For string tuples> 2, the idea is the same, but we must control the length of the tuple l .

 def cons_n(word_list, t): l = len(t) j = ''.join(t) f = lambda acc, e: acc[:-l] + (j, e,) if acc[-l:] == t or acc[:l] == t else acc + (e,) return [reduce(f, i[l:], (i[:l])) for i in word_list] print cons_n(cin, ('i', 's')) 

This should work with n-length tuples.

More details:

  • The same process as above, but using l : reduce applies f to the remaining elements of i[l:] , and the initial value of the accumulator is a tuple with the first l elements: (i[:l]) .
  • Check back and forth the elements of l equal to the string tuple t , if true, then add the tuple: acc[:-l] + (j, e,) else continue with normal concatenation: acc + (e,) .

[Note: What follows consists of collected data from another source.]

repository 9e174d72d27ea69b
use chrono::Utc;
use ratatui::Frame;
use ratatui::layout::{Constraint, Direction, Layout, Position, Rect};
use ratatui::style::{Modifier, Style};
use ratatui::text::{Line, Span};
use ratatui::widgets::Paragraph;

use crate::tui::app::{App, Field, Hit, Mode};

use super::helpers::{checkbox, field_spans, spans_width};

const DEADLINE_WIDTH: usize = 18;

/// Render the search line, the new-task line and the select-all line
pub fn render_toolbar(frame: &mut Frame, app: &mut App, area: Rect) {
    let chunks = Layout::default()
        .direction(Direction::Vertical)
        .constraints([
            Constraint::Length(1), // search
            Constraint::Length(1), // new task
            Constraint::Length(1), // select all
        ])
        .split(area);

    render_search_line(frame, app, chunks[0]);
    render_new_task_line(frame, app, chunks[1]);
    render_select_all_line(frame, app, chunks[2]);
}

fn field_style(app: &App, focused: bool) -> Style {
    if focused {
        Style::default()
            .fg(app.theme.text_bright)
            .bg(app.theme.selection_bg)
    } else {
        Style::default()
            .fg(app.theme.text)
            .bg(app.theme.background)
            .add_modifier(Modifier::UNDERLINED)
    }
}

fn render_search_line(frame: &mut Frame, app: &mut App, area: Rect) {
    let bg = app.theme.background;
    let focused = app.mode == Mode::Search;
    let mut spans = vec![Span::styled(
        " / ",
        Style::default().fg(app.theme.highlight).bg(bg),
    )];
    let prefix = spans_width(&spans);
    let width = (area.width as usize).saturating_sub(prefix + 1);
    let (field, cursor) = field_spans(
        &app.search,
        "Search tasks",
        width,
        field_style(app, focused),
        Style::default().fg(app.theme.dim).bg(bg),
    );
    spans.extend(field);

    app.hits.push((area, Hit::SearchBox));
    frame.render_widget(
        Paragraph::new(Line::from(spans)).style(Style::default().bg(bg)),
        area,
    );
    if focused {
        frame.set_cursor_position(Position::new(
            area.x + (prefix + cursor) as u16,
            area.y,
        ));
    }
}

fn render_new_task_line(frame: &mut Frame, app: &mut App, area: Rect) {
    let bg = app.theme.background;
    let dim = Style::default().fg(app.theme.dim).bg(bg);
    let active = app.mode == Mode::NewTask;
    let focus = app.new_task.field;

    // " + " desc " due " deadline " [Add]"
    let total = area.width as usize;
    let fixed = 3 + 5 + DEADLINE_WIDTH + 6;
    let desc_width = total.saturating_sub(fixed).max(1);

    let mut spans = vec![Span::styled(
        " + ",
        Style::default().fg(app.theme.green).bg(bg),
    )];
    let desc_x = spans_width(&spans);
    let (desc, desc_cursor) = field_spans(
        &app.new_task.description,
        "What needs to be done?",
        desc_width,
        field_style(app, active && focus == Field::Description),
        dim,
    );
    spans.extend(desc);
    spans.push(Span::styled(" due ", dim));
    let deadline_x = spans_width(&spans);
    let (deadline, deadline_cursor) = field_spans(
        &app.new_task.deadline,
        "YYYY-MM-DD HH:MM",
        DEADLINE_WIDTH,
        field_style(app, active && focus == Field::Deadline),
        dim,
    );
    spans.extend(deadline);
    spans.push(Span::styled(" ", Style::default().bg(bg)));
    let add_x = spans_width(&spans);
    spans.push(Span::styled(
        "[Add]",
        Style::default()
            .fg(app.theme.green)
            .bg(bg)
            .add_modifier(Modifier::BOLD),
    ));

    let hit = |x: usize, w: usize| {
        let x = area.x + x as u16;
        Rect::new(x, area.y, (w as u16).min(area.right().saturating_sub(x)), 1)
    };
    app.hits.push((
        hit(desc_x, desc_width),
        Hit::NewTaskField(Field::Description),
    ));
    app.hits.push((
        hit(deadline_x, DEADLINE_WIDTH),
        Hit::NewTaskField(Field::Deadline),
    ));
    app.hits.push((hit(add_x, 5), Hit::AddButton));

    frame.render_widget(
        Paragraph::new(Line::from(spans)).style(Style::default().bg(bg)),
        area,
    );

    if active {
        let col = match focus {
            Field::Description => desc_x + desc_cursor,
            Field::Deadline => deadline_x + deadline_cursor,
        };
        frame.set_cursor_position(Position::new(area.x + col as u16, area.y));
    }
}

fn render_select_all_line(frame: &mut Frame, app: &mut App, area: Rect) {
    let bg = app.theme.background;
    let checked = app.all_visible_completed(Utc::now());
    let spans = vec![
        Span::styled(" ", Style::default().bg(bg)),
        Span::styled(
            checkbox(checked),
            Style::default().fg(app.theme.text_bright).bg(bg),
        ),
        Span::styled(
            " Mark all visible complete",
            Style::default().fg(app.theme.dim).bg(bg),
        ),
    ];
    let w = (spans_width(&spans) as u16).min(area.width);
    app.hits
        .push((Rect::new(area.x, area.y, w, 1), Hit::SelectAll));
    frame.render_widget(
        Paragraph::new(Line::from(spans)).style(Style::default().bg(bg)),
        area,
    );
}
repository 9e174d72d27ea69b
use ratatui::Frame;
use ratatui::layout::Rect;
use ratatui::style::{Modifier, Style};
use ratatui::text::{Line, Span};
use ratatui::widgets::Paragraph;

use crate::tui::app::{App, Mode};
use crate::util::unicode;

const NAVIGATE_HINTS: &str =
    "a add  e edit  space done  d delete  s subtask  m move  / search  ? help";

/// Render the status row (bottom of screen)
pub fn render_status_row(frame: &mut Frame, app: &App, area: Rect) {
    let bg = app.theme.background;
    let dim = Style::default().fg(app.theme.dim).bg(bg);
    let bright = Style::default().fg(app.theme.text_bright).bg(bg);

    let (left, hint): (Vec<Span>, &str) = match app.mode {
        Mode::Navigate if app.drag.is_active() => (
            vec![Span::styled(" Drop on a task to move it", bright)],
            "",
        ),
        Mode::Navigate => {
            let hint = if app.config.ui.show_key_hints {
                NAVIGATE_HINTS
            } else {
                ""
            };
            (Vec::new(), hint)
        }
        Mode::Search => (
            vec![Span::styled(" Filtering as you type", dim)],
            "Enter keep  Esc clear",
        ),
        Mode::NewTask => (
            vec![Span::styled(" New task", bright)],
            "Tab switch field  Enter add  Esc cancel",
        ),
        Mode::Edit => (
            vec![Span::styled(" Editing", bright)],
            "Tab switch field  Enter save  Esc cancel",
        ),
        Mode::Subtask => (
            vec![Span::styled(" New subtask", bright)],
            "Enter add  Esc cancel",
        ),
        Mode::Confirm => {
            let prompt = app
                .confirm
                .as_ref()
                .map(|c| c.prompt.clone())
                .unwrap_or_default();
            (
                vec![Span::styled(
                    format!(" {} ", prompt),
                    Style::default()
                        .fg(app.theme.highlight)
                        .bg(bg)
                        .add_modifier(Modifier::BOLD),
                )],
                "y yes  n no",
            )
        }
        Mode::Move => {
            let name = app
                .drag
                .dragging()
                .and_then(|id| app.task(id))
                .map(|t| unicode::truncate_to_width(&t.description, 30))
                .unwrap_or_default();
            (
                vec![Span::styled(format!(" Moving \"{}\"", name), bright)],
                "j/k target  Enter drop  Esc cancel",
            )
        }
    };

    let width = area.width as usize;
    let mut spans = left;
    let used: usize = spans
        .iter()
        .map(|s| unicode::display_width(&s.content))
        .sum();
    let hint_width = unicode::display_width(hint);
    if !hint.is_empty() && used + hint_width + 1 < width {
        spans.push(Span::styled(
            " ".repeat(width - used - hint_width - 1),
            Style::default().bg(bg),
        ));
        spans.push(Span::styled(hint, dim));
    }

    let paragraph = Paragraph::new(Line::from(spans)).style(Style::default().bg(bg));
    frame.render_widget(paragraph, area);
}
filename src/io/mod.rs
pub mod config_io;
pub mod lock;
pub mod logging;
pub mod seed;
pub mod state;
pub mod store;
pub mod watcher;
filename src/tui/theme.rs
use ratatui::style::Color;

use crate::model::UiConfig;

use super::popup::Severity;

/// Parsed color theme for the TUI
#[derive(Debug, Clone)]
pub struct Theme {
    pub background: Color,
    pub text: Color,
    pub text_bright: Color,
    pub highlight: Color,
    pub dim: Color,
    pub red: Color,
    pub yellow: Color,
    pub green: Color,
    pub cyan: Color,
    pub purple: Color,
    pub selection_bg: Color,
    pub drop_target_bg: Color,
    pub search_match_bg: Color,
    pub search_match_fg: Color,
}

impl Default for Theme {
    fn default() -> Self {
        Theme {
            background: Color::Rgb(0x0C, 0x00, 0x1B),
            text: Color::Rgb(0xB0, 0xAA, 0xFF),
            text_bright: Color::Rgb(0xFF, 0xFF, 0xFF),
            highlight: Color::Rgb(0xFB, 0x41, 0x96),
            dim: Color::Rgb(0x7D, 0x78, 0xBF),
            red: Color::Rgb(0xFF, 0x44, 0x44),
            yellow: Color::Rgb(0xFF, 0xD7, 0x00),
            green: Color::Rgb(0x44, 0xFF, 0x88),
            cyan: Color::Rgb(0x44, 0xDD, 0xFF),
            purple: Color::Rgb(0xCC, 0x66, 0xFF),
            selection_bg: Color::Rgb(0x3D, 0x14, 0x38),
            drop_target_bg: Color::Rgb(0x1E, 0x2A, 0x55),
            search_match_bg: Color::Rgb(0x40, 0xE0, 0xD0),
            search_match_fg: Color::Rgb(0x0C, 0x00, 0x1B),
        }
    }
}

/// Parse a hex color string like "#FF4444" into an RGB Color
fn parse_hex_color(hex: &str) -> Option<Color> {
    let hex = hex.strip_prefix('#')?;
    if hex.len() != 6 || !hex.is_ascii() {
        return None;
    }
    let channel = |i: usize| u8::from_str_radix(&hex[i..i + 2], 16).ok();
    Some(Color::Rgb(channel(0)?, channel(2)?, channel(4)?))
}

impl Theme {
    /// Build a theme from `[ui.colors]`, ignoring unknown keys and bad values
    pub fn from_config(ui: &UiConfig) -> Self {
        let mut theme = Theme::default();
        for (key, value) in &ui.colors {
            let Some(color) = parse_hex_color(value) else {
                continue;
            };
            let slot = match key.as_str() {
                "background" => &mut theme.background,
                "text" => &mut theme.text,
                "text_bright" => &mut theme.text_bright,
                "highlight" => &mut theme.highlight,
                "dim" => &mut theme.dim,
                "red" => &mut theme.red,
                "yellow" => &mut theme.yellow,
                "green" => &mut theme.green,
                "cyan" => &mut theme.cyan,
                "purple" => &mut theme.purple,
                "selection_bg" => &mut theme.selection_bg,
                "drop_target_bg" => &mut theme.drop_target_bg,
                "search_match_bg" => &mut theme.search_match_bg,
                "search_match_fg" => &mut theme.search_match_fg,
                _ => continue,
            };
            *slot = color;
        }
        theme
    }

    pub fn severity_color(&self, severity: Severity) -> Color {
        match severity {
            Severity::Success => self.green,
            Severity::Info => self.cyan,
            Severity::Warning => self.yellow,
            Severity::Error => self.red,
        }
    }
}

#[cfg(test)]
mod tests {
    use super::*;

    #[test]
    fn test_parse_hex_color() {
        assert_eq!(
            parse_hex_color("#FF4444"),
            Some(Color::Rgb(0xFF, 0x44, 0x44))
        );
        assert_eq!(parse_hex_color("FF4444"), None); // missing #
        assert_eq!(parse_hex_color("#FF44"), None); // too short
        assert_eq!(parse_hex_color("#ZZZZZZ"), None);
        assert_eq!(parse_hex_color("#ééé"), None);
    }

    #[test]
    fn test_from_config_overrides() {
        let mut ui = UiConfig::default();
        ui.colors.insert("background".into(), "#000000".into());
        ui.colors.insert("drop_target_bg".into(), "#112233".into());
        ui.colors.insert("nonsense".into(), "#112233".into());
        ui.colors.insert("red".into(), "not a color".into());

        let theme = Theme::from_config(&ui);
        assert_eq!(theme.background, Color::Rgb(0, 0, 0));
        assert_eq!(theme.drop_target_bg, Color::Rgb(0x11, 0x22, 0x33));
        assert_eq!(theme.red, Theme::default().red);
        assert_eq!(theme.text, Color::Rgb(0xB0, 0xAA, 0xFF));
    }

    #[test]
    fn test_severity_color() {
        let theme = Theme::default();
        assert_eq!(theme.severity_color(Severity::Error), theme.red);
        assert_eq!(theme.severity_color(Severity::Success), theme.green);
    }
}
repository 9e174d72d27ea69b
pub mod unicode;
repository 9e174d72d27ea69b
use chrono::{DateTime, TimeZone, Utc};
use ratatui::Terminal;
use ratatui::backend::TestBackend;
use ratatui::layout::Rect;
use tempfile::TempDir;

use crate::io::store::Store;
use crate::model::{Config, Task, TaskList};
use crate::tui::app::App;
use crate::tui::notify::Recorder;

pub const TERM_W: u16 = 80;
pub const TERM_H: u16 = 24;

/// Render into an in-memory buffer and return plain text (no styles).
pub fn render_to_string<F>(w: u16, h: u16, f: F) -> String
where
    F: FnOnce(&mut ratatui::Frame, Rect),
{
    let backend = TestBackend::new(w, h);
    let mut terminal = Terminal::new(backend).unwrap();
    terminal
        .draw(|frame| {
            let area = frame.area();
            f(frame, area);
        })
        .unwrap();

    let buf = terminal.backend().buffer().clone();
    let w = buf.area.width as usize;
    let lines: Vec<String> = buf
        .content
        .chunks(w)
        .map(|row| {
            let s: String = row.iter().map(|cell| cell.symbol()).collect();
            s.trim_end().to_string()
        })
        .collect();

    // Trim trailing blank lines
    let end = lines
        .iter()
        .rposition(|l| !l.is_empty())
        .map_or(0, |i| i + 1);
    lines[..end].join("\n")
}

/// A fixed instant far enough ahead that deadlines around it are never
/// overdue against the real clock.
pub fn fixed_now() -> DateTime<Utc> {
    Utc.with_ymd_and_hms(2030, 1, 15, 12, 0, 0).unwrap()
}

pub fn far_future() -> DateTime<Utc> {
    Utc.with_ymd_and_hms(2031, 3, 1, 9, 30, 0).unwrap()
}

pub fn task_due(id: u64, description: &str, deadline: DateTime<Utc>) -> Task {
    let mut task = Task::new(id, description);
    task.deadline = Some(deadline);
    task
}

/// App over the given tasks with its store in a fresh temp dir. Nothing is
/// written until an action persists. Keep the TempDir alive for the test.
pub fn app_with_tasks(tasks: Vec<Task>) -> (App, TempDir) {
    let tmp = TempDir::new().unwrap();
    let store = Store::new(tmp.path());
    let app = App::new(
        store,
        Config::default(),
        TaskList::from_tasks(tasks).unwrap(),
        Box::new(Recorder::default()),
    );
    (app, tmp)
}
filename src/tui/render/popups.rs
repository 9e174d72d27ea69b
use std::time::Instant;

use ratatui::Frame;
use ratatui::layout::Rect;
use ratatui::style::{Modifier, Style};
use ratatui::text::{Line, Span};
use ratatui::widgets::{Clear, Paragraph};

use crate::tui::app::App;
use crate::tui::popup::{Phase, Severity};
use crate::util::unicode;

fn icon(severity: Severity) -> &'static str {
    match severity {
        Severity::Success => "\u{2713}",
        Severity::Info => "i",
        Severity::Warning => "!",
        Severity::Error => "\u{2717}",
    }
}

/// Render live popups stacked in the top-right corner of `area`, newest on top
pub fn render_popups(frame: &mut Frame, app: &App, area: Rect) {
    let now = Instant::now();
    let max_width = (area.width as usize).saturating_sub(2).min(60);
    if max_width < 8 {
        return;
    }

    let visible = app.popups.visible(now);
    for (i, (popup, phase)) in visible.iter().rev().enumerate() {
        if i as u16 >= area.height {
            break;
        }
        let text = format!(" {} {} ", icon(popup.severity), popup.message);
        let text = unicode::truncate_to_width(&text, max_width);
        let w = unicode::display_width(&text) as u16;
        let rect = Rect::new(area.right().saturating_sub(w + 1), area.y + i as u16, w, 1);

        let mut style = Style::default()
            .fg(app.theme.severity_color(popup.severity))
            .bg(app.theme.selection_bg)
            .add_modifier(Modifier::BOLD);
        if *phase == Phase::Fading {
            style = style.fg(app.theme.dim).remove_modifier(Modifier::BOLD);
        }

        frame.render_widget(Clear, rect);
        frame.render_widget(Paragraph::new(Line::from(Span::styled(text, style))), rect);
    }
}

#[cfg(test)]
mod tests {
    use crate::model::Task;
    use crate::tui::popup::Severity;
    use crate::tui::render::render;
    use crate::tui::render::test_helpers::*;

    #[test]
    fn popups_render_newest_first() {
        let (mut app, _tmp) = app_with_tasks(vec![Task::new(1, "a")]);
        app.popups.show("Task added", Severity::Success);
        app.popups.show("Could not save tasks", Severity::Error);
        let out = render_to_string(TERM_W, TERM_H, |frame, _| render(frame, &mut app));
        let error_line = out.lines().position(|l| l.contains("Could not save tasks"));
        let added_line = out.lines().position(|l| l.contains("\u{2713} Task added"));
        assert!(error_line.unwrap() < added_line.unwrap());
    }
}
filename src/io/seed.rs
use std::sync::mpsc::{self, Receiver};
use std::thread;
use std::time::Duration;

use serde::Deserialize;
use tracing::{info, warn};

use crate::model::config::SeedConfig;
use crate::model::task::{Source, Task};

/// A placeholder item from the seed endpoint. Extra fields are ignored.
#[derive(Debug, Clone, PartialEq, Eq, Deserialize)]
pub struct RemoteItem {
    pub id: u64,
    pub title: String,
    #[serde(default)]
    pub completed: bool,
}

/// Error type for the seed fetch
#[derive(Debug, thiserror::Error)]
pub enum SeedError {
    #[error("request failed: {0}")]
    Request(#[from] reqwest::Error),
    #[error("server returned {0}")]
    Status(reqwest::StatusCode),
    #[error("could not decode sample tasks: {0}")]
    Decode(#[from] serde_json::Error),
}

/// Fetch one batch of sample items. No retries.
pub fn fetch(config: &SeedConfig) -> Result<Vec<RemoteItem>, SeedError> {
    let client = reqwest::blocking::Client::builder()
        .timeout(Duration::from_secs(config.timeout_secs))
        .build()?;
    let resp = client
        .get(&config.url)
        .query(&[("_limit", config.limit.to_string())])
        .send()?;
    let status = resp.status();
    if !status.is_success() {
        return Err(SeedError::Status(status));
    }
    let body = resp.text()?;
    let mut items = decode_items(&body)?;
    items.truncate(config.limit);
    Ok(items)
}

pub fn decode_items(body: &str) -> Result<Vec<RemoteItem>, serde_json::Error> {
    serde_json::from_str(body)
}

/// Map remote items into API-sourced tasks, keeping the remote IDs.
/// Items with a blank title are skipped.
pub fn to_tasks(items: Vec<RemoteItem>) -> Vec<Task> {
    items
        .into_iter()
        .filter(|item| !item.title.trim().is_empty())
        .map(|item| {
            let mut task = Task::new(item.id, item.title.trim());
            task.completed = item.completed;
            task.source = Source::Api;
            task
        })
        .collect()
}

/// Fetch and map in one step
pub fn load_seed(config: &SeedConfig) -> Result<Vec<Task>, SeedError> {
    info!(url = %config.url, limit = config.limit, "fetching sample tasks");
    match fetch(config) {
        Ok(items) => {
            let tasks = to_tasks(items);
            info!(count = tasks.len(), "fetched sample tasks");
            Ok(tasks)
        }
        Err(e) => {
            warn!(error = %e, "sample task fetch failed");
            Err(e)
        }
    }
}

/// Run `load_seed` on a background thread. The result arrives once on the
/// returned channel; the event loop polls it with `try_recv`.
pub fn spawn_seed(config: SeedConfig) -> Receiver<Result<Vec<Task>, SeedError>> {
    let (tx, rx) = mpsc::channel();
    thread::spawn(move || {
        // Receiver may be gone if the UI already quit
        let _ = tx.send(load_seed(&config));
    });
    rx
}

This is a functional approach in which data is not changed, but generated, therefore, the simultaneous use of several processes should be safe (theoretically, I am not an expert in the Python interpreter).

If the code above is too strange for people without functional programming, this is a different approach:

 def cons_n_iter(tuple_list, tuple_seq): jnt = ''.join(tuple_seq) lnt = len(tuple_seq) res = [] for word in tuple_list: acc = (word[:lnt]) for letter in word[lnt:]: if acc[-lnt:] == tuple_seq or acc[:lnt] == tuple_seq: acc = acc[:-lnt] + (jnt, letter,) else: acc += (letter,) res += (acc,) return res print cons_n_iter(cin, ('i', 's')) 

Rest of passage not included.